I love this paper, but something I think is often missed when it comes up is that you CAN hear the shape of many drums if you restrict the shape space, for example with a prior of "what a drum should look like"
Zelditch proved spectral uniqueness for convex, fully connected, drums with some symmetry.
If you add multiple hearing points, you massively constrain the space of possible drums. The question then becomes something like "can you see the shape of a drum?"
I initially wondered the same, but I don't think either "accurate" or "precise" is the correct word. The correct word here is "plausible" or maybe "realistic", as in, "Researchers Use AI To Turn Sound Recordings Into Plausible Street Images".
Probably the thing you really want from an article with this topic focus is to be able to see the images bigger then a postage stamp size. And, even more irritating - the images are actually there, in reasonable size, just not linked...
Some of these are not very accurrate. That "country side" image has the entirely wrong foliage color (fall colors vs. spring colors). It also appears to place buildings when the "ground truth" image is by a small stream.
I would not rely on this tool for any meaningful data collection.
I share the prevailing skepticism about this specific project, but it does seem plausible that desiccated fall foliage might interact with sound differently than supple new growth.
I am not by any stretch a mathematician but AI research like this reminds me of things that excite mathematicians - it’s like people spent three hundred years playing with Prime numbers and all of a sudden “oh yeah, silicon, fibre optics, ahah secure encryption”

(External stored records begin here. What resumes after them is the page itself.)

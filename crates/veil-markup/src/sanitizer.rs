//! HTML escaping and markup sanitization

use once_cell::sync::Lazy;
use regex::Regex;

static SCRIPT_BLOCK: Lazy<Regex> =
    Lazy::new(|| Regex::new(r"(?is)<script\b.*?</script>").expect("valid pattern"));
static SCRIPT_TAG: Lazy<Regex> =
    Lazy::new(|| Regex::new(r"(?i)</?script[^>]*>").expect("valid pattern"));
static JS_SCHEME: Lazy<Regex> = Lazy::new(|| Regex::new(r"(?i)javascript:").expect("valid pattern"));
static EVENT_HANDLER: Lazy<Regex> =
    Lazy::new(|| Regex::new(r"(?i)\bon\w+\s*=").expect("valid pattern"));
static STYLE_ATTR: Lazy<Regex> =
    Lazy::new(|| Regex::new(r#"(?i)style\s*=\s*"[^"]*""#).expect("valid pattern"));

/// Escape HTML metacharacters so text is inert when embedded in markup.
pub fn escape(text: &str) -> String {
    let mut escaped = String::with_capacity(text.len());
    for c in text.chars() {
        match c {
            '&' => escaped.push_str("&amp;"),
            '<' => escaped.push_str("&lt;"),
            '>' => escaped.push_str("&gt;"),
            '"' => escaped.push_str("&quot;"),
            '\'' => escaped.push_str("&#39;"),
            _ => escaped.push(c),
        }
    }
    escaped
}

/// Strip executable constructs from assembled markup.
///
/// Removes `<script>` blocks (and stray script tags), `javascript:` scheme
/// occurrences, inline `on*=` event-handler attributes, and inline
/// double-quoted `style` attributes. Applied over the fully assembled markup
/// after escaping, as a second layer.
pub fn sanitize(markup: &str) -> String {
    let markup = SCRIPT_BLOCK.replace_all(markup, "");
    let markup = SCRIPT_TAG.replace_all(&markup, "");
    let markup = JS_SCHEME.replace_all(&markup, "");
    let markup = EVENT_HANDLER.replace_all(&markup, "");
    let markup = STYLE_ATTR.replace_all(&markup, "");
    markup.into_owned()
}
//! crates/cli/src/control.rs
//! `lvlctl`: sends threshold requests to running processes.
//!
//! ```text
//! lvlctl multicast --port 43555 --apps 1,2 --level info [--group 226.1.1.1]
//! lvlctl tcp --addr 127.0.0.1:43556 --level warn
//! ```

use std::ffi::OsString;
use std::io::Write;
use std::net::{Ipv4Addr, SocketAddrV4, TcpStream, UdpSocket};
use std::process::ExitCode;

use clap::{Arg, ArgAction, ArgMatches, Command};
use listener::{AppIndex, ControlWord, DEFAULT_GROUP};
use logging::Severity;

use super::error::{CliError, report, report_clap, socket_error};

/// Program name used in messages.
pub const PROGRAM_NAME: &str = "lvlctl";

/// A parsed `lvlctl` invocation.
#[derive(Clone, Debug, Eq, PartialEq)]
pub enum Request {
    /// Send a control word to a multicast group.
    Multicast {
        /// Group to send to.
        group: Ipv4Addr,
        /// Destination port.
        port: u16,
        /// Addressed applications.
        apps: Vec<AppIndex>,
        /// Requested threshold.
        level: Severity,
    },
    /// Send one digit to a TCP listener.
    Tcp {
        /// `HOST:PORT` of the listener.
        address: String,
        /// Requested threshold.
        level: Severity,
    },
}

fn level_arg() -> Arg {
    Arg::new("level")
        .long("level")
        .short('l')
        .value_name("LEVEL")
        .help("Threshold to request: 1-5 or fatal, error, warn, info, trace.")
        .required(true)
        .value_parser(|text: &str| text.parse::<Severity>())
}

fn clap_command() -> Command {
    Command::new(PROGRAM_NAME)
        .about("Change the log threshold of running lvlog processes.")
        .version(env!("CARGO_PKG_VERSION"))
        .subcommand_required(true)
        .arg_required_else_help(true)
        .subcommand(
            Command::new("multicast")
                .about("Send a control word to a multicast group.")
                .arg(
                    Arg::new("port")
                        .long("port")
                        .short('p')
                        .value_name("PORT")
                        .help("UDP port the listeners are bound to.")
                        .required(true)
                        .value_parser(clap::value_parser!(u16)),
                )
                .arg(
                    Arg::new("apps")
                        .long("apps")
                        .short('a')
                        .value_name("N[,N...]")
                        .help("Application indices (1-13) to address.")
                        .required(true)
                        .action(ArgAction::Append)
                        .value_delimiter(',')
                        .value_parser(|text: &str| text.parse::<AppIndex>()),
                )
                .arg(
                    Arg::new("group")
                        .long("group")
                        .short('g')
                        .value_name("ADDR")
                        .help("Multicast group (default 226.1.1.1).")
                        .value_parser(clap::value_parser!(Ipv4Addr)),
                )
                .arg(level_arg()),
        )
        .subcommand(
            Command::new("tcp")
                .about("Send a single level digit to a TCP listener.")
                .arg(
                    Arg::new("addr")
                        .long("addr")
                        .value_name("HOST:PORT")
                        .help("Address of the TCP listener.")
                        .required(true),
                )
                .arg(level_arg()),
        )
}

fn level_from(matches: &ArgMatches) -> Severity {
    matches
        .get_one::<Severity>("level")
        .copied()
        .unwrap_or_default()
}

/// Parses an `lvlctl` command line, program name included.
pub fn parse_args<I, S>(arguments: I) -> Result<Request, clap::Error>
where
    I: IntoIterator<Item = S>,
    S: Into<OsString> + Clone,
{
    let matches = clap_command().try_get_matches_from(arguments)?;
    match matches.subcommand() {
        Some(("multicast", sub)) => Ok(Request::Multicast {
            group: sub
                .get_one::<Ipv4Addr>("group")
                .copied()
                .unwrap_or(DEFAULT_GROUP),
            port: sub.get_one::<u16>("port").copied().unwrap_or_default(),
            apps: sub
                .get_many::<AppIndex>("apps")
                .map(|apps| apps.copied().collect())
                .unwrap_or_default(),
            level: level_from(sub),
        }),
        Some(("tcp", sub)) => Ok(Request::Tcp {
            address: sub.get_one::<String>("addr").cloned().unwrap_or_default(),
            level: level_from(sub),
        }),
        _ => Err(clap_command().error(
            clap::error::ErrorKind::MissingSubcommand,
            "a subcommand is required",
        )),
    }
}

/// Sends `request`, returning a one-line description of what was sent.
pub fn send(request: &Request) -> Result<String, CliError> {
    match request {
        Request::Multicast {
            group,
            port,
            apps,
            level,
        } => {
            let word = ControlWord::new(*level, apps.iter().copied());
            let destination = SocketAddrV4::new(*group, *port);
            let socket = UdpSocket::bind((Ipv4Addr::UNSPECIFIED, 0))
                .map_err(|error| socket_error("bind sender socket for", destination, error))?;
            if group.is_multicast() {
                socket
                    .set_multicast_loop_v4(true)
                    .map_err(|error| socket_error("enable multicast loopback for", destination, error))?;
            }
            socket
                .send_to(word.to_wire().as_bytes(), destination)
                .map_err(|error| socket_error("send control word to", destination, error))?;
            Ok(format!("sent {word} to {destination}"))
        }
        Request::Tcp { address, level } => {
            let mut stream = TcpStream::connect(address.as_str())
                .map_err(|error| socket_error("connect to", address, error))?;
            let digit = b'0' + level.rank();
            stream
                .write_all(&[digit])
                .map_err(|error| socket_error("send level to", address, error))?;
            Ok(format!("sent {} to {address}", char::from(digit)))
        }
    }
}

/// Runs `lvlctl` with explicit output streams.
#[must_use]
pub fn run_with<I, S, Out, Err>(args: I, stdout: &mut Out, stderr: &mut Err) -> ExitCode
where
    I: IntoIterator<Item = S>,
    S: Into<OsString> + Clone,
    Out: Write,
    Err: Write,
{
    let request = match parse_args(args) {
        Ok(request) => request,
        Err(error) => return report_clap(&error, stdout, stderr),
    };

    match send(&request) {
        Ok(summary) => {
            let _ = writeln!(stdout, "{summary}");
            ExitCode::SUCCESS
        }
        Err(error) => report(PROGRAM_NAME, &error, stderr),
    }
}

#[cfg(test)]
mod tests {
    use super::*;
    use crate::error::{SOCKET_IO_EXIT_CODE, USAGE_EXIT_CODE};
    use std::io::Read;
    use std::net::TcpListener;
    use std::thread;

    fn app(index: u8) -> AppIndex {
        AppIndex::new(index).expect("valid index")
    }

    #[test]
    fn parses_multicast_request_with_default_group() {
        let request = parse_args(["lvlctl", "multicast", "--port", "43555", "--apps", "1,2", "--level", "info"])
            .expect("parse");
        assert_eq!(
            request,
            Request::Multicast {
                group: DEFAULT_GROUP,
                port: 43555,
                apps: vec![app(1), app(2)],
                level: Severity::Info,
            }
        );
    }

    #[test]
    fn parses_tcp_request_with_numeric_level() {
        let request =
            parse_args(["lvlctl", "tcp", "--addr", "localhost:43556", "--level", "3"]).expect("parse");
        assert_eq!(
            request,
            Request::Tcp {
                address: "localhost:43556".to_owned(),
                level: Severity::Warn,
            }
        );
    }

    #[test]
    fn rejects_out_of_range_app_and_level() {
        assert!(parse_args(["lvlctl", "multicast", "--port", "1", "--apps", "14", "--level", "1"]).is_err());
        assert!(parse_args(["lvlctl", "tcp", "--addr", "h:1", "--level", "6"]).is_err());
    }

    #[test]
    fn usage_errors_exit_with_usage_code() {
        let mut stdout = Vec::new();
        let mut stderr = Vec::new();
        let code = run_with(["lvlctl", "tcp", "--level", "3"], &mut stdout, &mut stderr);
        assert_eq!(code, ExitCode::from(USAGE_EXIT_CODE));
        assert!(stdout.is_empty());
        assert!(!stderr.is_empty());
    }

    #[test]
    fn help_goes_to_stdout() {
        let mut stdout = Vec::new();
        let mut stderr = Vec::new();
        let code = run_with(["lvlctl", "--help"], &mut stdout, &mut stderr);
        assert_eq!(code, ExitCode::SUCCESS);
        assert!(String::from_utf8_lossy(&stdout).contains("multicast"));
        assert!(stderr.is_empty());
    }

    #[test]
    fn tcp_request_sends_one_digit() {
        let server = TcpListener::bind("127.0.0.1:0").expect("bind");
        let address = server.local_addr().expect("address");
        let reader = thread::spawn(move || {
            let (mut stream, _) = server.accept().expect("accept");
            let mut received = Vec::new();
            stream.read_to_end(&mut received).expect("read");
            received
        });

        let mut stdout = Vec::new();
        let mut stderr = Vec::new();
        let addr = address.to_string();
        let code = run_with(
            ["lvlctl", "tcp", "--addr", addr.as_str(), "--level", "warn"],
            &mut stdout,
            &mut stderr,
        );

        assert_eq!(code, ExitCode::SUCCESS);
        assert_eq!(reader.join().expect("reader"), b"3");
        assert_eq!(String::from_utf8_lossy(&stdout), format!("sent 3 to {address}\n"));
    }

    #[test]
    fn multicast_request_sends_control_word() {
        let receiver = UdpSocket::bind("127.0.0.1:0").expect("bind");
        let port = receiver.local_addr().expect("address").port();
        let request = Request::Multicast {
            group: Ipv4Addr::LOCALHOST,
            port,
            apps: vec![app(2)],
            level: Severity::Info,
        };

        let summary = send(&request).expect("send");
        let mut buffer = [0u8; 16];
        let (len, _) = receiver.recv_from(&mut buffer).expect("receive");
        assert_eq!(&buffer[..len], b"0x0014");
        assert_eq!(summary, format!("sent 0x0014 to 127.0.0.1:{port}"));
    }

    #[test]
    fn refused_connection_exits_with_socket_code() {
        let address = TcpListener::bind("127.0.0.1:0")
            .and_then(|listener| listener.local_addr())
            .expect("address");
        let mut stdout = Vec::new();
        let mut stderr = Vec::new();
        let addr = address.to_string();
        let code = run_with(
            ["lvlctl", "tcp", "--addr", addr.as_str(), "--level", "1"],
            &mut stdout,
            &mut stderr,
        );
        assert_eq!(code, ExitCode::from(SOCKET_IO_EXIT_CODE));
        assert!(String::from_utf8_lossy(&stderr).starts_with("lvlctl: failed to connect to"));
    }
}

There are going to be real useful tools - but we need to play for another century before we have that aha moment. Probably :-)
I think this is cool but it’s a more of a statistical correlation than an AI-related paper.
What I’m saying is that if you were to replace ‘AI’ with “ask humans to draw an image based on these sounds,” you’ll probably get somewhat similar results.
This is more like a classifier. They have a bunch of human-classified image/sound pairs, and they match unclassified sounds to the classified sounds. Then there's a Midjourney image generation step, but that's probably unnecessary.
How do you determine if something is publish worthy? If someone puts in a lot of effort experimenting with something that fails, it can still seem publish worthy so others can learn what works and what doesn't. It should be more about level of effort I think. Otherwise the incentives become all wrong too.
In this case the algorithm can determine broad classes like "rural" or "city", and aside from those classes the generated images have little connection with the audio. I think most DL researchers would agree that this is low-effort stuff, and therefore not publish-worthy. In addition to this the word "accurate" in the title is misleading.
Except that it is not. If you want to use this for tasks like navigation then it is useless.
Practically, it is the same as using chatgpt to generate a realistic scenery based on a text description.
So it doesn't really, as the title claims, turn recordings into images (it already has the images) and the distorted fake images it creates are only "accurate" in that they broadly slot into the right category in terms of urban/rural setting, amount of greenery and amount of sky shown.
It sounds like the matching is the useful part and the "generative" part is just a huge disadvantage. The paper doesn't seem to say if the LLM is any better than other types of models at the matching part.